Overview

A Study Using Allogenic-Cytomegalovirus (CMV) Specific Cells for Glioblastoma Multiforme (GBM)

Status:
Terminated
Trial end date:
2010-10-28
Target enrollment:
0
Participant gender:
All
Summary
The primary purpose of this study is to determine the safety and efficacy of the infusion of partially matched, allogeneic, CMV specific cytotoxic T cells (CTL) for patients with GBM that have failed primary therapy.
Phase:
Phase 1
Accepts Healthy Volunteers?
No
Details
Lead Sponsor:
Milton S. Hershey Medical Center
Penn State University
Treatments:
Cyclophosphamide
Fludarabine
Criteria
Inclusion Criteria:

FOR SCREENING

- Patients must have a histopathologic diagnosis of GBM.

- Patients from 5 to 65 years of age with GBM.

FOR TREATMENT

- GBM has progressed following primary therapy.

- Tumor is CMV pp65 or IE1 positive by immunohistochemistry (IHC).

- Subjects must have pulse oximetry > or = 94 % on no supplemental oxygen.

- Creatinine clearance must be > 50 cc/min as estimated by patient's serum creatinine,
weight, and age.

- Bilirubin must be < 2.0 mg/dl and SGOT/SGPT < 2.5 X normal.

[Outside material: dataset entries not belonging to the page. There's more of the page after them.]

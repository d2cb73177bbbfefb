// 先頭のマジックでコンテナ形式を判別する

use super::header::HEADER_MAGIC;
use super::hl2demo::Hl2DemoSession;
use super::source2::{Source2DemoSession, SOURCE2_MAGIC};
use super::{DecodeError, DecodeSession, DemoDecoder};
use std::io::{self, BufReader, Cursor, Read};
use tracing::debug;

/// 判別に使う先頭バイト数
pub const MAGIC_LEN: usize = 8;

/// デモのコンテナ形式
#[derive(Debug, Clone, Copy, PartialEq, Eq)]
pub enum DemoFormat {
    /// CS:GO (HL2DEMO)
    Hl2Demo,
    /// CS2 (PBDEMS2)
    Source2,
}

impl DemoFormat {
    pub fn detect(magic: &[u8]) -> Option<Self> {
        if magic.starts_with(HEADER_MAGIC) {
            Some(Self::Hl2Demo)
        } else if magic.starts_with(SOURCE2_MAGIC) {
            Some(Self::Source2)
        } else {
            None
        }
    }

    pub fn as_str(&self) -> &'static str {
        match self {
            Self::Hl2Demo => "hl2demo",
            Self::Source2 => "source2",
        }
    }
}

/// CS:GOとCS2の両方を読めるデコーダー
#[derive(Debug, Clone, Copy, Default)]
pub struct AutoDetectDecoder;

impl AutoDetectDecoder {
    pub fn new() -> Self {
        Self
    }
}

impl DemoDecoder for AutoDetectDecoder {
    fn open(&self, mut source: Box<dyn Read + Send>) -> Result<Box<dyn DecodeSession>, DecodeError> {
        let mut magic = [0u8; MAGIC_LEN];
        source.read_exact(&mut magic).map_err(|error| {
            if error.kind() == io::ErrorKind::UnexpectedEof {
                DecodeError::InvalidHeader("file is shorter than the demo magic".to_string())
            } else {
                DecodeError::Io(error)
            }
        })?;

        let format = DemoFormat::detect(&magic).ok_or_else(|| {
            DecodeError::InvalidHeader(format!(
                "unknown demo magic {:?}",
                String::from_utf8_lossy(&magic)
            ))
        })?;
        debug!(format = format.as_str(), "demo format detected");

        // 読んだマジックを先頭に戻す
        let replay = BufReader::new(Cursor::new(magic).chain(source));
        match format {
            DemoFormat::Hl2Demo => Ok(Box::new(Hl2DemoSession::new(replay)?)),
            DemoFormat::Source2 => Ok(Box::new(Source2DemoSession::new(replay)?)),
        }
    }

    fn name(&self) -> &'static str {
        "auto"
    }
}
// テストユーティリティとフェイク実装
// 統合テスト間で共有するデコーダー・レポーター・デモ生成ヘルパー
#![allow(dead_code, unused_imports)]

pub mod decoders;
pub mod demos;
pub mod reporters;

// 公開API
pub use decoders::*;
pub use demos::*;
pub use reporters::*;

- ECOG performance status must be < or = 2, and for patients <16 years of age, Lansky
performance status must be > or = 70%.

Exclusion Criteria:

- Pregnant females

- Subjects who are moribund or who because of cardiac, pulmonary, renal, hepatic or
neurologic dysfunction are not expected to survive one month following the T cell
infusion